Understanding Capacitor Charge
A capacitor stores electric charge when a voltage is applied. The stored charge depends on capacitance and voltage. A larger capacitance stores more charge at the same voltage. A higher voltage also increases charge. This calculator helps you study those changes without manual repetition.
Series Circuit Behavior
In a series capacitor circuit, the same charge flows through every capacitor. The total equivalent capacitance is smaller than the smallest individual capacitance. Voltage divides across the capacitors. A smaller capacitor gets a larger voltage share. That is why voltage rating checks are important in series designs.
Parallel Circuit Behavior
In a parallel capacitor circuit, every capacitor receives the same source voltage. Each capacitor stores charge based on its own capacitance. The total capacitance is the sum of all capacitor values. Parallel networks are used when more storage is needed while keeping the same voltage.
Why This Calculator Helps
Manual capacitor calculations can be slow when values use different units. A design may include microfarads, nanofarads, and picofarads together.

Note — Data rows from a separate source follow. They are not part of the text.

mod config;
mod events;
mod tui;

use std::io;
use std::path::PathBuf;
use std::time::Duration;

use anyhow::Result;
use clap::Parser;
use crossterm::event::{self, Event, KeyCode, KeyEventKind};
use crossterm::terminal::{self, EnterAlternateScreen, LeaveAlternateScreen};
use crossterm::{cursor, execute};
use ember::session::{DEFAULT_MAX_FRAME_LENGTH, DEFAULT_PORT};
use ember::{
    InvocationHandler, ServerConfig, ServerEvent, ServerHandle, TreePath, TreeServer, Value,
};
use ratatui::Terminal;
use ratatui::backend::CrosstermBackend;
use tokio::runtime::Runtime;
use tokio::sync::mpsc::UnboundedReceiver;

use tui::TuiState;

#[derive(Parser)]
#[command(name = "ember-server")]
#[command(about = "Ember+ tree provider")]
struct Args {
    #[arg(short, long, default_value = "0.0.0.0")]
    bind: String,

    #[arg(short, long, default_value_t = DEFAULT_PORT)]
    port: u16,

    #[arg(short, long, help = "JSON tree definition (built-in device tree if omitted)")]
    tree: Option<PathBuf>,

    #[arg(
        long,
        default_value_t = DEFAULT_MAX_FRAME_LENGTH,
        help = "Largest accepted frame in bytes"
    )]
    max_frame_length: usize,

    #[arg(long)]
    headless: bool,
}

/// Function handler for the built-in tree: adds its integer arguments.
struct Sum;

impl InvocationHandler for Sum {
    fn invoke(&self, _path: &TreePath, arguments: &[Value]) -> Result<Vec<Value>, String> {
        let mut total = 0i64;
        for argument in arguments {
            let value = argument
                .as_integer()
                .ok_or_else(|| format!("expected integer, got {:?}", argument))?;
            total = total.checked_add(value).ok_or("integer overflow")?;
        }
        Ok(vec![Value::Integer(total)])
    }
}

fn main() -> Result<()> {
    let args = Args::parse();

    let tree = config::load_tree(args.tree.as_deref())?;
    let config = ServerConfig {
        bind: args.bind,
        port: args.port,
        max_frame_length: args.max_frame_length,
    };

    if args.headless {
        env_logger::Builder::from_env(env_logger::Env::default().default_filter_or("info")).init();
    }

    let runtime = Runtime::new()?;
    let mut server = runtime.block_on(TreeServer::bind(config, tree))?;
    let handle = server.handle();
    if args.tree.is_none() {
        handle.set_invocation_handler(Sum);
    }
    let receiver = server.take_events();
    let local_addr = server.local_addr()?;
    let task = runtime.spawn(server.run());

    if args.headless {
        if let Some(receiver) = receiver {
            runtime.spawn(log_events(receiver));
        }
        let shutdown = handle.clone();
        runtime.spawn(async move {
            if tokio::signal::ctrl_c().await.is_ok() {
                log::info!("Interrupted, shutting down");
                shutdown.shutdown();
            }
        });
        runtime.block_on(task)??;
    } else {
        let Some(receiver) = receiver else {
            anyhow::bail!("Server events already taken");
        };
        let result = run_with_tui(&handle, receiver, TuiState::new(local_addr));
        handle.shutdown();
        runtime.block_on(task)??;
        result?;
    }

    Ok(())
}

async fn log_events(mut receiver: UnboundedReceiver<ServerEvent>) {
    while let Some(event) = receiver.recv().await {
        let (level, text) = events::describe(&event);
        log::log!(level, "{}", text);
    }
}

fn run_with_tui(
    handle: &ServerHandle,
    mut receiver: UnboundedReceiver<ServerEvent>,
    mut tui_state: TuiState,
) -> io::Result<()> {
    terminal::enable_raw_mode()?;
    let mut stdout = io::stdout();
    execute!(stdout, EnterAlternateScreen, cursor::Hide)?;

    let backend = CrosstermBackend::new(stdout);
    let mut terminal = Terminal::new(backend)?;

    tui_state.log_info(format!("Serving {} elements", handle.element_count()));

    while handle.is_running() {
        while let Ok(event) = receiver.try_recv() {
            tui_state.record(&event);
        }

        if event::poll(Duration::from_millis(16))? {
            if let Event::Key(key) = event::read()? {
                if key.kind == KeyEventKind::Press {
                    match key.code {
                        KeyCode::Char('q') | KeyCode::Esc => handle.shutdown(),
                        KeyCode::PageUp => tui_state.scroll_up(),
                        KeyCode::PageDown => tui_state.scroll_down(),
                        KeyCode::End => tui_state.scroll_to_bottom(),
                        _ => {}
                    }
                }
            }
        }

        let peers = handle.peers();
        let element_count = handle.element_count();
        terminal.draw(|frame| {
            tui::render(frame, &tui_state, &peers, element_count);
        })?;
    }

    terminal::disable_raw_mode()?;
    execute!(terminal.backend_mut(), LeaveAlternateScreen, cursor::Show)?;

    Ok(())
}
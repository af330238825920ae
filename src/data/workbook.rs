//! Spreadsheet ingestion. The weapons sheet is `Sheet1` (first sheet as a
//! fallback); every other sheet is treated as a zone and skipped with a
//! diagnostic when its columns don't line up. Headers are matched through an
//! alias table so community workbooks load without renaming.

use std::path::Path;

use calamine::{open_workbook_auto, Data, Range, Reader};
use serde::Serialize;

use crate::data::dataset::{Dataset, DatasetError};
use crate::data::weapon::WeaponRecord;
use crate::data::zone::ZoneRecord;

pub const WEAPON_SHEET: &str = "Sheet1";

const NAME_HEADERS: &[&str] = &["武器名称", "name", "weapon", "weapon name"];
const FIRST_HEADERS: &[&str] = &["第一词条", "first affix", "affix 1", "first"];
const SECOND_HEADERS: &[&str] = &["第二词条", "second affix", "affix 2", "second"];
const THIRD_HEADERS: &[&str] = &["第三词条", "third affix", "affix 3", "third"];
const CLASS_HEADERS: &[&str] = &["武器类型", "class", "type", "weapon class"];
const STAR_HEADERS: &[&str] = &["武器星级", "stars", "star", "rarity"];

/// Zone sheet that could not be loaded, with the reason it was skipped.
#[derive(Debug, Clone, PartialEq, Eq, Serialize)]
pub struct SkippedSheet {
    pub sheet: String,
    pub reason: String,
}

/// Workbook ingestion result: the dataset plus any zone sheets left out.
#[derive(Debug, Clone)]
pub struct WorkbookLoad {
    pub dataset: Dataset,
    pub skipped: Vec<SkippedSheet>,
}

pub fn is_workbook_path(path: &Path) -> bool {
    path.extension()
        .and_then(|ext| ext.to_str())
        .map(|ext| {
            ext.eq_ignore_ascii_case("xlsx")
                || ext.eq_ignore_ascii_case("xlsm")
                || ext.eq_ignore_ascii_case("xlsb")
                || ext.eq_ignore_ascii_case("xls")
        })
        .unwrap_or(false)
}

/// Render a cell for text processing. Floats with no fraction print as integers.
pub fn cell_str(cell: &Data) -> String {
    match cell {
        Data::Empty => String::new(),
        Data::String(s) => s.clone(),
        Data::Float(f) => format!("{}", f),
        Data::Int(i) => format!("{}", i),
        Data::Bool(b) => format!("{}", b),
        other => format!("{:?}", other),
    }
}

fn cell_at(row: &[Data], column: Option<usize>) -> String {
    column
        .and_then(|index| row.get(index))
        .map(cell_str)
        .map(|value| value.trim().to_string())
        .unwrap_or_default()
}

fn cell_u8(row: &[Data], column: Option<usize>) -> Option<u8> {
    let cell = column.and_then(|index| row.get(index))?;
    match cell {
        Data::Int(i) => u8::try_from(*i).ok(),
        Data::Float(f) if f.fract() == 0.0 && *f >= 0.0 && *f <= f64::from(u8::MAX) => {
            Some(*f as u8)
        }
        Data::String(s) => s.trim().parse().ok(),
        _ => None,
    }
}

fn find_column(header: &[Data], aliases: &[&str]) -> Option<usize> {
    header.iter().position(|cell| {
        let value = cell_str(cell);
        let value = value.trim();
        aliases.iter().any(|alias| value.eq_ignore_ascii_case(alias))
    })
}

/// Read a full workbook into a dataset. A broken weapons sheet is fatal;
/// broken zone sheets are reported in `skipped`.
pub fn load_workbook(path: &Path) -> Result<WorkbookLoad, DatasetError> {
    let mut workbook = open_workbook_auto(path).map_err(DatasetError::Workbook)?;
    let names = workbook.sheet_names();

    let weapon_sheet = names
        .iter()
        .find(|name| name.as_str() == WEAPON_SHEET)
        .or(names.first())
        .cloned()
        .ok_or(DatasetError::EmptyWorkbook)?;

    let range = workbook
        .worksheet_range(&weapon_sheet)
        .map_err(DatasetError::Workbook)?;
    let weapons = read_weapon_sheet(&weapon_sheet, &range)?;

    let mut zones = Vec::new();
    let mut skipped = Vec::new();
    for sheet in names.iter().filter(|name| **name != weapon_sheet) {
        let range = match workbook.worksheet_range(sheet) {
            Ok(range) => range,
            Err(err) => {
                skipped.push(SkippedSheet {
                    sheet: sheet.clone(),
                    reason: err.to_string(),
                });
                continue;
            }
        };
        match read_zone_sheet(sheet, &range) {
            Ok(zone) => zones.push(zone),
            Err(reason) => skipped.push(SkippedSheet {
                sheet: sheet.clone(),
                reason,
            }),
        }
    }

    Ok(WorkbookLoad {
        dataset: Dataset {
            data_version: None,
            source_note: Some(format!("workbook {}", path.display())),
            generated: None,
            weapons,
            zones,
        },
        skipped,
    })
}

fn read_weapon_sheet(
    sheet: &str,
    range: &Range<Data>,
) -> Result<Vec<WeaponRecord>, DatasetError> {
    let mut rows = range.rows();
    let header = rows.next().ok_or_else(|| DatasetError::MissingColumns {
        sheet: sheet.to_string(),
        columns: vec!["name", "first affix", "second affix", "third affix"],
    })?;

    let name_col = find_column(header, NAME_HEADERS);
    let first_col = find_column(header, FIRST_HEADERS);
    let second_col = find_column(header, SECOND_HEADERS);
    let third_col = find_column(header, THIRD_HEADERS);
    let class_col = find_column(header, CLASS_HEADERS);
    let star_col = find_column(header, STAR_HEADERS);

    let mut missing = Vec::new();
    if name_col.is_none() {
        missing.push("name");
    }
    if first_col.is_none() {
        missing.push("first affix");
    }
    if second_col.is_none() {
        missing.push("second affix");
    }
    if third_col.is_none() {
        missing.push("third affix");
    }
    if !missing.is_empty() {
        return Err(DatasetError::MissingColumns {
            sheet: sheet.to_string(),
            columns: missing,
        });
    }

    let mut weapons = Vec::new();
    for row in rows {
        let name = cell_at(row, name_col);
        if name.is_empty() {
            continue;
        }
        weapons.push(WeaponRecord {
            name,
            first_affix: cell_at(row, first_col),
            second_affix: cell_at(row, second_col),
            third_affix: cell_at(row, third_col),
            weapon_class: cell_at(row, class_col),
            stars: cell_u8(row, star_col).unwrap_or(0),
        });
    }
    Ok(weapons)
}

fn read_zone_sheet(sheet: &str, range: &Range<Data>) -> Result<ZoneRecord, String> {
    let mut rows = range.rows();
    let header = rows.next().ok_or_else(|| "sheet is empty".to_string())?;

    let first_col = find_column(header, FIRST_HEADERS);
    let second_col = find_column(header, SECOND_HEADERS);
    let third_col = find_column(header, THIRD_HEADERS);

    let mut missing = Vec::new();
    if first_col.is_none() {
        missing.push("first affix");
    }
    if second_col.is_none() {
        missing.push("second affix");
    }
    if third_col.is_none() {
        missing.push("third affix");
    }
    if !missing.is_empty() {
        return Err(format!("missing columns: {}", missing.join(", ")));
    }

    let mut first_pool = Vec::new();
    let mut second_pool = Vec::new();
    let mut third_pool = Vec::new();
    for row in rows {
        push_nonempty(&mut first_pool, cell_at(row, first_col));
        push_nonempty(&mut second_pool, cell_at(row, second_col));
        push_nonempty(&mut third_pool, cell_at(row, third_col));
    }

    Ok(ZoneRecord {
        name: sheet.to_string(),
        first_pool: dedup_preserving_order(first_pool),
        second_pool: dedup_preserving_order(second_pool),
        third_pool: dedup_preserving_order(third_pool),
    })
}

fn push_nonempty(pool: &mut Vec<String>, value: String) {
    if !value.is_empty() {
        pool.push(value);
    }
}

/// First occurrence wins; pool order mirrors the sheet's row order.
fn dedup_preserving_order(values: Vec<String>) -> Vec<String> {
    let mut seen = std::collections::HashSet::new();
    values
        .into_iter()
        .filter(|value| seen.insert(value.clone()))
        .collect()
}

#[cfg(test)]
mod tests {
    use super::*;

    fn header_row(names: &[&str]) -> Vec<Data> {
        names
            .iter()
            .map(|name| Data::String(name.to_string()))
            .collect()
    }

    #[test]
    fn find_column_matches_chinese_and_english_aliases() {
        let header = header_row(&["武器名称", "第一词条", "Second Affix", "stars"]);
        assert_eq!(find_column(&header, NAME_HEADERS), Some(0));
        assert_eq!(find_column(&header, FIRST_HEADERS), Some(1));
        assert_eq!(find_column(&header, SECOND_HEADERS), Some(2));
        assert_eq!(find_column(&header, STAR_HEADERS), Some(3));
        assert_eq!(find_column(&header, THIRD_HEADERS), None);
    }

    #[test]
    fn cell_str_renders_numeric_cells_without_fraction() {
        assert_eq!(cell_str(&Data::Float(5.0)), "5");
        assert_eq!(cell_str(&Data::Int(6)), "6");
        assert_eq!(cell_str(&Data::Empty), "");
    }

    #[test]
    fn cell_u8_accepts_int_float_and_string_cells() {
        let row = vec![
            Data::Int(4),
            Data::Float(5.0),
            Data::String(" 6 ".to_string()),
            Data::Float(5.5),
        ];
        assert_eq!(cell_u8(&row, Some(0)), Some(4));
        assert_eq!(cell_u8(&row, Some(1)), Some(5));
        assert_eq!(cell_u8(&row, Some(2)), Some(6));
        assert_eq!(cell_u8(&row, Some(3)), None);
    }

    #[test]
    fn dedup_keeps_first_occurrence_order() {
        let values = vec![
            "Blaze".to_string(),
            "Gale".to_string(),
            "Blaze".to_string(),
            "Stone".to_string(),
        ];
        assert_eq!(dedup_preserving_order(values), vec!["Blaze", "Gale", "Stone"]);
    }

    #[test]
    fn workbook_paths_detected_by_extension() {
        assert!(is_workbook_path(Path::new("drops.xlsx")));
        assert!(is_workbook_path(Path::new("DROPS.XLS")));
        assert!(!is_workbook_path(Path::new("drops.json")));
        assert!(!is_workbook_path(Path::new("drops")));
    }
}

This tool converts every value to farads first. It then calculates equivalent capacitance, charge, voltage share, energy, and rating status.
Practical Use Cases
Use the calculator for lab reports, power supply checks, timing networks, filter design, and circuit education. It is useful before building a real circuit. It can show whether a capacitor may exceed its rated voltage. It can also compare series and parallel arrangements quickly.
Result Accuracy
The result is based on ideal capacitor formulas. Real components have tolerance, leakage, dielectric loss, and aging. The tolerance input gives a simple range for expected charge. For safety-critical circuits, verify values with datasheets and measurements before final use.
Good Design Practice
Always choose a voltage rating above the calculated working voltage. Leave margin for surges, startup spikes, and supply variation. In series networks, balancing resistors may be needed, because leakage currents can shift voltage division. In parallel networks, check ripple current and heating. Keep leads short when high frequency performance matters. Use the exported CSV for spreadsheets. Use the PDF when a fixed record is needed. Record units carefully, since unit mistakes can change charge by thousands or millions. Review the result table before purchasing parts. Save assumptions with each result.